TASK INSTRUCTIONS:
Your answer must consist of exactly the lines below, starting with the line with "pub struct Disclosure" and going on through the line with "<Show when=move || open.get()", and nothing else.

====

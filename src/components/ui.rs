//! Small presentational building blocks.
//!
//! The design system is deliberately tiny: buttons, text fields, modal
//! dialogs, cards, chips and pagination, all styled through semantic CSS
//! classes in `styles.css`. Anything page-specific stays in the page.

use leptos::*;

// =============================================================================
// Button
// =============================================================================

#[derive(Clone, Copy, Debug, Default, PartialEq, Eq)]
pub enum ButtonVariant {
    #[default]
    Solid,
    Ghost,
    Flat,
    Danger,
}

impl ButtonVariant {
    fn class(self) -> &'static str {
        match self {
            ButtonVariant::Solid => "btn-solid",
            ButtonVariant::Ghost => "btn-ghost",
            ButtonVariant::Flat => "btn-flat",
            ButtonVariant::Danger => "btn-danger",
        }
    }
}

#[derive(Clone, Copy, Debug, Default, PartialEq, Eq)]
pub enum ButtonSize {
    Sm,
    #[default]
    Md,
    Lg,
}

impl ButtonSize {
    fn class(self) -> &'static str {
        match self {
            ButtonSize::Sm => "btn-sm",
            ButtonSize::Md => "btn-md",
            ButtonSize::Lg => "btn-lg",
        }
    }
}

/// A button that can show a busy spinner in place of its label.
///
/// While `loading` is true the button is also disabled, so a running
/// action cannot be triggered twice from the same control.
#[component]
pub fn Button(
    #[prop(into)] on_press: Callback<()>,
    #[prop(optional)] variant: ButtonVariant,
    #[prop(optional)] size: ButtonSize,
    #[prop(optional, into)] disabled: MaybeSignal<bool>,
    #[prop(optional, into)] loading: MaybeSignal<bool>,
    #[prop(optional, into)] class: String,
    children: ChildrenFn,
) -> impl IntoView {
    let classes = format!("btn {} {} {}", variant.class(), size.class(), class)
        .trim_end()
        .to_string();

    view! {
        <button
            type="button"
            class=classes
            disabled=move || disabled.get() || loading.get()
            on:click=move |_| {
                if !disabled.get_untracked() && !loading.get_untracked() {
                    on_press.call(());
                }
            }
        >
            <Show when=move || loading.get() fallback=move || children()>
                <span class="spinner"></span>
            </Show>
        </button>
    }
}

// =============================================================================
// Text field
// =============================================================================

/// Labeled input bound to a string signal pair.
#[component]
pub fn TextField(
    value: ReadSignal<String>,
    set_value: WriteSignal<String>,
    #[prop(optional, into)] label: Option<String>,
    #[prop(optional, into)] placeholder: String,
    #[prop(default = String::from("text"), into)] input_type: String,
) -> impl IntoView {
    view! {
        <div class="field">
            {label.map(|text| view! { <label class="field-label">{text}</label> })}
            <input
                type=input_type
                class="field-input"
                placeholder=placeholder
                prop:value=move || value.get()
                on:input=move |ev| set_value.set(event_target_value(&ev))
            />
        </div>
    }
}

// =============================================================================
// Modal & Disclosure
// =============================================================================

/// Open/closed state for a modal, menu or other toggleable surface.
#[derive(Clone, Copy)]
pub struct Disclosure {
    pub is_open: ReadSignal<bool>,
    set_open: WriteSignal<bool>,
}

impl Disclosure {
    pub fn open(&self) {
        self.set_open.set(true);
    }

    pub fn close(&self) {
        self.set_open.set(false);
    }

    pub fn toggle(&self) {
        self.set_open.update(|open| *open = !*open);
    }
}

pub fn use_disclosure() -> Disclosure {
    let (is_open, set_open) = create_signal(false);
    Disclosure { is_open, set_open }
}

/// Centered dialog over a dimmed backdrop. Clicking the backdrop closes
/// it; clicks inside the panel do not.
#[component]
pub fn Modal(
    open: ReadSignal<bool>,
    #[prop(into)] on_close: Callback<()>,
    children: ChildrenFn,
) -> impl IntoView {
    view! {
        <Show when=move || open.get() fallback=|| view! { }>
            <div class="modal-backdrop" on:click=move |_| on_close.call(())>
                <div class="modal" on:click=|ev| ev.stop_propagation()>
                    {children()}
                </div>
            </div>
        </Show>
    }
}

#[component]
pub fn ModalHeader(children: Children) -> impl IntoView {
    view! { <div class="modal-header">{children()}</div> }
}

#[component]
pub fn ModalBody(children: Children) -> impl IntoView {
    view! { <div class="modal-body">{children()}</div> }
}

#[component]
pub fn ModalFooter(children: Children) -> impl IntoView {
    view! { <div class="modal-footer">{children()}</div> }
}

// =============================================================================
// Card
// =============================================================================

#[component]
pub fn Card(
    #[prop(optional, into)] title: Option<String>,
    #[prop(optional, into)] class: String,
    children: Children,
) -> impl IntoView {
    let classes = format!("card {class}").trim_end().to_string();
    view! {
        <div class=classes>
            {title.map(|text| view! { <div class="card-header">{text}</div> })}
            <div class="card-body">{children()}</div>
        </div>
    }
}

// =============================================================================
// Chip
// =============================================================================

#[component]
pub fn Chip(#[prop(optional, into)] class: String, children: Children) -> impl IntoView {
    let classes = format!("chip {class}").trim_end().to_string();
    view! { <span class=classes>{children()}</span> }
}

// =============================================================================
// Pagination
// =============================================================================

/// Prev / numbered / Next controls. Renders nothing for a single page.
#[component]
pub fn Pagination(
    page: ReadSignal<usize>,
    set_page: WriteSignal<usize>,
    #[prop(into)] total: Signal<usize>,
) -> impl IntoView {
    view! {
        <Show when=move || { total.get() > 1 } fallback=|| view! { }>
            <div class="pagination">
                <button
                    class="page-btn"
                    disabled=move || page.get() <= 1
                    on:click=move |_| set_page.update(|p| *p = p.saturating_sub(1).max(1))
                >
                    "Prev"
                </button>
                <For
                    each=move || 1..=total.get()
                    key=|p| *p
                    children=move |p| {
                        view! {
                            <button
                                class="page-btn"
                                class:active=move || page.get() == p
                                on:click=move |_| set_page.set(p)
                            >
                                {p}
                            </button>
                        }
                    }
                />
                <button
                    class="page-btn"
                    disabled=move || page.get() >= total.get()
                    on:click=move |_| set_page.update(|p| *p += 1)
                >
                    "Next"
                </button>
            </div>
        </Show>
    }
}

// =============================================================================
// Spinner
// =============================================================================

#[component]
pub fn Spinner() -> impl IntoView {
    view! { <span class="spinner"></span> }
}
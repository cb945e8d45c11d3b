//! HTTP plumbing shared by every API module.
//!
//! Owns base-URL normalization, the persisted access token, and the
//! JSON request helpers. The helpers attach `authorization: Bearer ...`
//! whenever a token is stored and turn non-2xx responses into
//! [`AppError::Server`] carrying the backend's own detail message.

use gloo_net::http::{Request, RequestBuilder, Response};
use serde::de::DeserializeOwned;
use serde::Serialize;
use serde_json::Value;

use crate::config::{BACKEND_URL, JWT_STORAGE_KEY};
use crate::types::{AppError, AppResult};

// =============================================================================
// Base URL handling
// =============================================================================

fn has_scheme(url: &str) -> bool {
    let lower = url.to_ascii_lowercase();
    lower.starts_with("http://") || lower.starts_with("https://")
}

/// Normalize a configured base URL: guarantee a scheme and drop trailing
/// slashes (a trailing slash makes the backend answer with a 307).
///
/// Bare `localhost`/`127.0.0.1` get `http://`; any other bare host is
/// assumed to be a deployment and gets `https://`.
pub fn normalize_base(raw: &str) -> String {
    let trimmed = raw.trim();
    let with_scheme = if has_scheme(trimmed) {
        trimmed.to_string()
    } else if trimmed.starts_with("localhost") || trimmed.starts_with("127.0.0.1") {
        format!("http://{trimmed}")
    } else {
        format!("https://{trimmed}")
    };
    with_scheme.trim_end_matches('/').to_string()
}

/// Join a normalized base and an endpoint with exactly one slash, then
/// collapse accidental duplicate slashes (the `//` after the scheme
/// survives) and drop a trailing slash. Query string and fragment pass
/// through untouched.
pub fn join_url(base: &str, endpoint: &str) -> String {
    let url = if endpoint.starts_with('/') {
        format!("{base}{endpoint}")
    } else {
        format!("{base}/{endpoint}")
    };

    let (path, suffix) = match url.find(['?', '#']) {
        Some(idx) => url.split_at(idx),
        None => (url.as_str(), ""),
    };

    let mut collapsed = String::with_capacity(path.len());
    for c in path.chars() {
        if c == '/' && collapsed.ends_with('/') && !collapsed.ends_with(":/") {
            continue;
        }
        collapsed.push(c);
    }

    if collapsed.ends_with('/') && !collapsed.ends_with("//") && collapsed.len() > 1 {
        collapsed.pop();
    }

    format!("{collapsed}{suffix}")
}

/// The API origin every request goes to.
pub fn api_base() -> String {
    normalize_base(BACKEND_URL)
}

/// Absolute URL for an API endpoint path like `/api/products`.
pub fn create_url(endpoint: &str) -> String {
    join_url(&api_base(), endpoint)
}

// =============================================================================
// Access token storage
// =============================================================================

fn local_storage() -> Option<web_sys::Storage> {
    web_sys::window()?.local_storage().ok().flatten()
}

/// The persisted access token, if the user logged in before.
pub fn stored_jwt() -> Option<String> {
    local_storage()?.get_item(JWT_STORAGE_KEY).ok().flatten()
}

pub fn has_stored_jwt() -> bool {
    stored_jwt().is_some()
}

pub fn set_stored_jwt(token: &str) {
    match local_storage() {
        Some(storage) if storage.set_item(JWT_STORAGE_KEY, token).is_ok() => {}
        _ => log::warn!("⚠️  Could not persist access token"),
    }
}

pub fn clear_stored_jwt() {
    if let Some(storage) = local_storage() {
        let _ = storage.remove_item(JWT_STORAGE_KEY);
    }
}

// =============================================================================
// JSON request helpers
// =============================================================================

fn authorize(builder: RequestBuilder) -> RequestBuilder {
    match stored_jwt() {
        Some(token) => builder.header("authorization", &format!("Bearer {token}")),
        None => builder,
    }
}

/// Pull the human-readable message out of an error response.
///
/// The backend answers errors as `{"detail": ...}`; older deployments
/// used `{"message": ...}`. Anything else is reported verbatim.
async fn server_error(response: Response) -> AppError {
    let status = response.status();
    let body = response.text().await.unwrap_or_default();
    let detail = serde_json::from_str::<Value>(&body)
        .ok()
        .and_then(|value| {
            let field = value.get("detail").or_else(|| value.get("message"))?;
            match field {
                Value::String(text) => Some(text.clone()),
                other => Some(other.to_string()),
            }
        })
        .unwrap_or(body);
    AppError::Server(status, detail)
}

async fn read_json<T: DeserializeOwned>(response: Response) -> AppResult<T> {
    if !response.ok() {
        return Err(server_error(response).await);
    }
    response
        .json::<T>()
        .await
        .map_err(|e| AppError::Decode(format!("Failed to parse response: {e}")))
}

pub async fn get_json<T: DeserializeOwned>(endpoint: &str) -> AppResult<T> {
    let response = authorize(Request::get(&create_url(endpoint)))
        .send()
        .await
        .map_err(|e| AppError::Network(format!("HTTP request failed: {e}")))?;
    read_json(response).await
}

pub async fn post_json<B: Serialize, T: DeserializeOwned>(
    endpoint: &str,
    body: &B,
) -> AppResult<T> {
    let request = authorize(Request::post(&create_url(endpoint)))
        .json(body)
        .map_err(|e| AppError::Network(format!("Failed to build request: {e}")))?;
    let response = request
        .send()
        .await
        .map_err(|e| AppError::Network(format!("HTTP request failed: {e}")))?;
    read_json(response).await
}

pub async fn patch_json<B: Serialize, T: DeserializeOwned>(
    endpoint: &str,
    body: &B,
) -> AppResult<T> {
    let request = authorize(Request::patch(&create_url(endpoint)))
        .json(body)
        .map_err(|e| AppError::Network(format!("Failed to build request: {e}")))?;
    let response = request
        .send()
        .await
        .map_err(|e| AppError::Network(format!("HTTP request failed: {e}")))?;
    read_json(response).await
}

pub async fn delete_json<T: DeserializeOwned>(endpoint: &str) -> AppResult<T> {
    let response = authorize(Request::delete(&create_url(endpoint)))
        .send()
        .await
        .map_err(|e| AppError::Network(format!("HTTP request failed: {e}")))?;
    read_json(response).await
}

#[cfg(test)]
mod tests {
    use super::*;

    #[test]
    fn bare_localhost_gets_http() {
        assert_eq!(normalize_base("localhost:8000"), "http://localhost:8000");
        assert_eq!(normalize_base("127.0.0.1:8000"), "http://127.0.0.1:8000");
    }

    #[test]
    fn bare_hostnames_get_https() {
        assert_eq!(normalize_base("api.shopmart.dev"), "https://api.shopmart.dev");
    }

    #[test]
    fn explicit_schemes_survive() {
        assert_eq!(
            normalize_base("HTTP://localhost:8000"),
            "HTTP://localhost:8000"
        );
        assert_eq!(
            normalize_base("https://api.shopmart.dev"),
            "https://api.shopmart.dev"
        );
    }

    #[test]
    fn trailing_slashes_and_whitespace_are_stripped() {
        assert_eq!(
            normalize_base("  http://localhost:8000///  "),
            "http://localhost:8000"
        );
    }

    #[test]
    fn joins_with_exactly_one_slash() {
        let base = "http://localhost:8000";
        assert_eq!(join_url(base, "/api/me"), "http://localhost:8000/api/me");
        assert_eq!(join_url(base, "api/me"), "http://localhost:8000/api/me");
    }

    #[test]
    fn collapses_duplicate_slashes_but_keeps_the_scheme() {
        assert_eq!(
            join_url("http://localhost:8000", "//api//products"),
            "http://localhost:8000/api/products"
        );
    }

    #[test]
    fn drops_a_trailing_slash() {
        assert_eq!(
            join_url("http://localhost:8000", "/api/orders/"),
            "http://localhost:8000/api/orders"
        );
    }

    #[test]
    fn keeps_query_and_fragment_intact() {
        assert_eq!(
            join_url("http://localhost:8000", "/api/products?where%5Btitle%5D%5Bcontains%5D=tv"),
            "http://localhost:8000/api/products?where%5Btitle%5D%5Bcontains%5D=tv"
        );
        assert_eq!(
            join_url("http://localhost:8000", "/docs#auth"),
            "http://localhost:8000/docs#auth"
        );
    }
}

====

RESPONSE FOR THIS EXERCISE:
pub struct Disclosure {
    pub is_open: ReadSignal<bool>,
    set_open: WriteSignal<bool>,
}

impl Disclosure {
    pub fn open(&self) {
        self.set_open.set(true);
    }

    pub fn close(&self) {
        self.set_open.set(false);
    }

    pub fn toggle(&self) {
        self.set_open.update(|open| *open = !*open);
    }
}

pub fn use_disclosure() -> Disclosure {
    let (is_open, set_open) = create_signal(false);
    Disclosure { is_open, set_open }
}

/// Centered dialog over a dimmed backdrop. Clicking the backdrop closes
/// it; clicks inside the panel do not.
#[component]
pub fn Modal(
    open: ReadSignal<bool>,
    #[prop(into)] on_close: Callback<()>,
    children: ChildrenFn,
) -> impl IntoView {
    view! {
        <Show when=move || open.get() fallback=|| view! { }>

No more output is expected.